-- WHAT YOU HAVE TO DO --
Going through the entries below, find how many lines hold "digits", then give that number alone.

** RECORDS SHOWN follows **

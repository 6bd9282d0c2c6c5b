//! Neighbourhood landscape statistics.
//!
//! Every candidate of a neighbourhood is classified against the starting
//! solution on both objectives, giving nine classes (better/equal/worse on
//! the overall makespan times better/equal/worse on the sum of makespans).
//! Each class tracks how many candidates fell into it and the best, worst
//! and mean delta of each objective.

use super::Neighborhood;
use crate::solution::Quality;
use std::fmt;

/// Comparison of one objective against the baseline.
#[derive(Debug, Clone, Copy, PartialEq, Eq, Hash)]
#[cfg_attr(feature = "serde", derive(serde::Serialize, serde::Deserialize))]
pub enum Relation {
    Better,
    Equal,
    Worse,
}

impl Relation {
    /// Relation of `candidate` to `baseline` for a minimised objective.
    pub fn of(candidate: i64, baseline: i64) -> Self {
        match candidate.cmp(&baseline) {
            std::cmp::Ordering::Less => Relation::Better,
            std::cmp::Ordering::Equal => Relation::Equal,
            std::cmp::Ordering::Greater => Relation::Worse,
        }
    }

    fn index(self) -> usize {
        match self {
            Relation::Better => 0,
            Relation::Equal => 1,
            Relation::Worse => 2,
        }
    }

    fn label(self) -> &'static str {
        match self {
            Relation::Better => "better",
            Relation::Equal => "equal",
            Relation::Worse => "worse",
        }
    }
}

/// One of the nine candidate classes.
#[derive(Debug, Clone, Copy, PartialEq, Eq, Hash)]
#[cfg_attr(feature = "serde", derive(serde::Serialize, serde::Deserialize))]
pub struct StatsClass {
    /// Relation on the overall makespan.
    pub makespan: Relation,
    /// Relation on the sum of machines' makespans.
    pub sum_makespan: Relation,
}

impl StatsClass {
    /// All classes, makespan relation major.
    pub const ALL: [StatsClass; 9] = {
        use Relation::*;
        [
            StatsClass { makespan: Better, sum_makespan: Better },
            StatsClass { makespan: Better, sum_makespan: Equal },
            StatsClass { makespan: Better, sum_makespan: Worse },
            StatsClass { makespan: Equal, sum_makespan: Better },
            StatsClass { makespan: Equal, sum_makespan: Equal },
            StatsClass { makespan: Equal, sum_makespan: Worse },
            StatsClass { makespan: Worse, sum_makespan: Better },
            StatsClass { makespan: Worse, sum_makespan: Equal },
            StatsClass { makespan: Worse, sum_makespan: Worse },
        ]
    };

    /// Classifies `candidate` against `baseline`.
    pub fn classify(candidate: Quality, baseline: Quality) -> Self {
        Self {
            makespan: Relation::of(candidate.makespan, baseline.makespan),
            sum_makespan: Relation::of(candidate.sum_makespan, baseline.sum_makespan),
        }
    }

    fn index(self) -> usize {
        self.makespan.index() * 3 + self.sum_makespan.index()
    }
}

/// Extremes and total of one objective's deltas within a class.
#[derive(Debug, Clone, Copy, Default, PartialEq, Eq)]
#[cfg_attr(feature = "serde", derive(serde::Serialize, serde::Deserialize))]
pub struct DeltaSummary {
    /// Smallest (most improving) delta; 0 when the class is empty.
    pub best: i64,
    /// Largest delta; 0 when the class is empty.
    pub worst: i64,
    /// Sum of all deltas.
    pub total: i64,
}

impl DeltaSummary {
    fn record(&mut self, delta: i64, first: bool) {
        if first {
            self.best = delta;
            self.worst = delta;
        } else {
            self.best = self.best.min(delta);
            self.worst = self.worst.max(delta);
        }
        self.total += delta;
    }
}

/// Counters of one candidate class.
#[derive(Debug, Clone, Copy, Default, PartialEq, Eq)]
#[cfg_attr(feature = "serde", derive(serde::Serialize, serde::Deserialize))]
pub struct ClassStats {
    /// Number of candidates in the class.
    pub count: u64,
    /// Deltas of the overall makespan.
    pub makespan: DeltaSummary,
    /// Deltas of the sum of makespans.
    pub sum_makespan: DeltaSummary,
}

impl ClassStats {
    /// Mean delta of the overall makespan; 0 when the class is empty.
    pub fn mean_makespan(&self) -> f64 {
        mean(self.makespan.total, self.count)
    }

    /// Mean delta of the sum of makespans; 0 when the class is empty.
    pub fn mean_sum_makespan(&self) -> f64 {
        mean(self.sum_makespan.total, self.count)
    }
}

fn mean(total: i64, count: u64) -> f64 {
    if count == 0 {
        0.0
    } else {
        total as f64 / count as f64
    }
}

/// Classification of a whole neighbourhood around one solution.
#[derive(Debug, Clone, PartialEq)]
#[cfg_attr(feature = "serde", derive(serde::Serialize, serde::Deserialize))]
pub struct NeighborhoodStats {
    neighborhood: Neighborhood,
    baseline: Quality,
    classes: [ClassStats; 9],
}

impl NeighborhoodStats {
    /// Empty statistics around `baseline`.
    pub fn new(neighborhood: Neighborhood, baseline: Quality) -> Self {
        Self {
            neighborhood,
            baseline,
            classes: [ClassStats::default(); 9],
        }
    }

    /// Records one candidate.
    pub fn register(&mut self, candidate: Quality) {
        let class = StatsClass::classify(candidate, self.baseline);
        let entry = &mut self.classes[class.index()];
        let first = entry.count == 0;
        entry.count += 1;
        entry
            .makespan
            .record(candidate.makespan - self.baseline.makespan, first);
        entry
            .sum_makespan
            .record(candidate.sum_makespan - self.baseline.sum_makespan, first);
    }

    /// The neighbourhood these statistics describe.
    pub fn neighborhood(&self) -> Neighborhood {
        self.neighborhood
    }

    /// Objective values of the starting solution.
    pub fn baseline(&self) -> Quality {
        self.baseline
    }

    /// Total number of candidates (the neighbourhood size).
    pub fn count(&self) -> u64 {
        self.classes.iter().map(|c| c.count).sum()
    }

    /// Counters of one class.
    pub fn class(&self, class: StatsClass) -> &ClassStats {
        &self.classes[class.index()]
    }

    /// Candidates whose overall makespan relates to the baseline as `relation`.
    pub fn count_makespan(&self, relation: Relation) -> u64 {
        StatsClass::ALL
            .iter()
            .filter(|c| c.makespan == relation)
            .map(|c| self.class(*c).count)
            .sum()
    }

    /// Candidates whose sum of makespans relates to the baseline as `relation`.
    pub fn count_sum_makespan(&self, relation: Relation) -> u64 {
        StatsClass::ALL
            .iter()
            .filter(|c| c.sum_makespan == relation)
            .map(|c| self.class(*c).count)
            .sum()
    }
}

impl fmt::Display for NeighborhoodStats {
    fn fmt(&self, f: &mut fmt::Formatter<'_>) -> fmt::Result {
        let total = self.count();
        let digits = total.to_string().len();
        let line = "-".repeat(58 + digits);

        writeln!(f, "{line}")?;
        writeln!(f, " Statistics - {}", self.neighborhood.name())?;
        writeln!(f, "{line}")?;
        writeln!(f, " MAX(makespan[k]) | SUM(makespan[k]) | Number of Neighbors")?;
        writeln!(f, "{line}")?;
        for class in StatsClass::ALL {
            let count = self.class(class).count;
            let share = if total == 0 {
                0.0
            } else {
                100.0 * count as f64 / total as f64
            };
            writeln!(
                f,
                " {:<16} | {:<16} | {count:>digits$} ({share:9.5}%)",
                class.makespan.label(),
                class.sum_makespan.label(),
            )?;
        }
        writeln!(f, "{line}")?;
        writeln!(f, "Neighborhood size: {total}")?;
        write!(f, "{line}")
    }
}

#[cfg(test)]
mod tests {
    use super::*;

    fn q(makespan: i64, sum_makespan: i64) -> Quality {
        Quality {
            makespan,
            sum_makespan,
        }
    }

    #[test]
    fn test_register_and_aggregate() {
        let mut stats = NeighborhoodStats::new(Neighborhood::Shift, q(10, 30));
        stats.register(q(8, 28));
        stats.register(q(9, 25));
        stats.register(q(10, 30));
        stats.register(q(12, 29));

        assert_eq!(stats.count(), 4);
        let bb = stats.class(StatsClass {
            makespan: Relation::Better,
            sum_makespan: Relation::Better,
        });
        assert_eq!(bb.count, 2);
        assert_eq!(bb.makespan.best, -2);
        assert_eq!(bb.makespan.worst, -1);
        assert!((bb.mean_makespan() + 1.5).abs() < 1e-12);
        assert_eq!(bb.sum_makespan.best, -5);
        assert_eq!(bb.sum_makespan.worst, -2);

        assert_eq!(stats.count_makespan(Relation::Better), 2);
        assert_eq!(stats.count_makespan(Relation::Equal), 1);
        assert_eq!(stats.count_makespan(Relation::Worse), 1);
        assert_eq!(stats.count_sum_makespan(Relation::Better), 3);
    }

    #[test]
    fn test_empty_class_means_zero() {
        let stats = NeighborhoodStats::new(Neighborhood::Swap, q(1, 1));
        let class = stats.class(StatsClass::ALL[8]);
        assert_eq!(class.count, 0);
        assert_eq!(class.mean_makespan(), 0.0);
    }

    #[test]
    fn test_class_order() {
        for (i, class) in StatsClass::ALL.iter().enumerate() {
            assert_eq!(class.index(), i);
        }
    }

    #[test]
    fn test_display_lists_every_class() {
        let mut stats = NeighborhoodStats::new(Neighborhood::TwoShift, q(5, 5));
        stats.register(q(6, 4));
        let text = stats.to_string();
        assert!(text.contains("Statistics - Two-Shift"));
        assert!(text.contains("Neighborhood size: 1"));
        assert_eq!(text.lines().filter(|l| l.contains('%')).count(), 9);
    }
}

** End of RECORDS SHOWN **

-- SOLUTION --
3